INFORMATION GIVEN ->

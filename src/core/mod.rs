pub mod registry;

pub use crate::domain::model::{AppConfigEntry, AppDescriptor, LaunchSpec, VtyEndpoint};
pub use crate::domain::ports::AppCatalog;
pub use crate::utils::error::Result;
use crate::domain::model::{AppDescriptor, LaunchSpec};
use crate::utils::error::Result;

/// Read-only view a test harness uses to discover what to launch.
pub trait AppCatalog: Send + Sync {
    fn config_paths(&self, app_name: &str) -> Result<&[String]>;
    fn list_applications(&self) -> &[AppDescriptor];
    fn primary_app(&self) -> Result<&AppDescriptor>;
    fn build_launch_spec(&self, descriptor: &AppDescriptor) -> Result<LaunchSpec>;
}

EXERCISE BRIEF -> Using the data above, restate every record word for word.

OUTPUT OF THE TASK ->
filename src/core/mod.rs
pub mod registry;

pub use crate::domain::model::{AppConfigEntry, AppDescriptor, LaunchSpec, VtyEndpoint};
pub use crate::domain::ports::AppCatalog;
pub use crate::utils::error::Result;
use crate::domain::model::{AppDescriptor, LaunchSpec};
use crate::utils::error::Result;

/// Read-only view a test harness uses to discover what to launch.
pub trait AppCatalog: Send + Sync {
    fn config_paths(&self, app_name: &str) -> Result<&[String]>;
    fn list_applications(&self) -> &[AppDescriptor];
    fn primary_app(&self) -> Result<&AppDescriptor>;
    fn build_launch_spec(&self, descriptor: &AppDescriptor) -> Result<LaunchSpec>;
}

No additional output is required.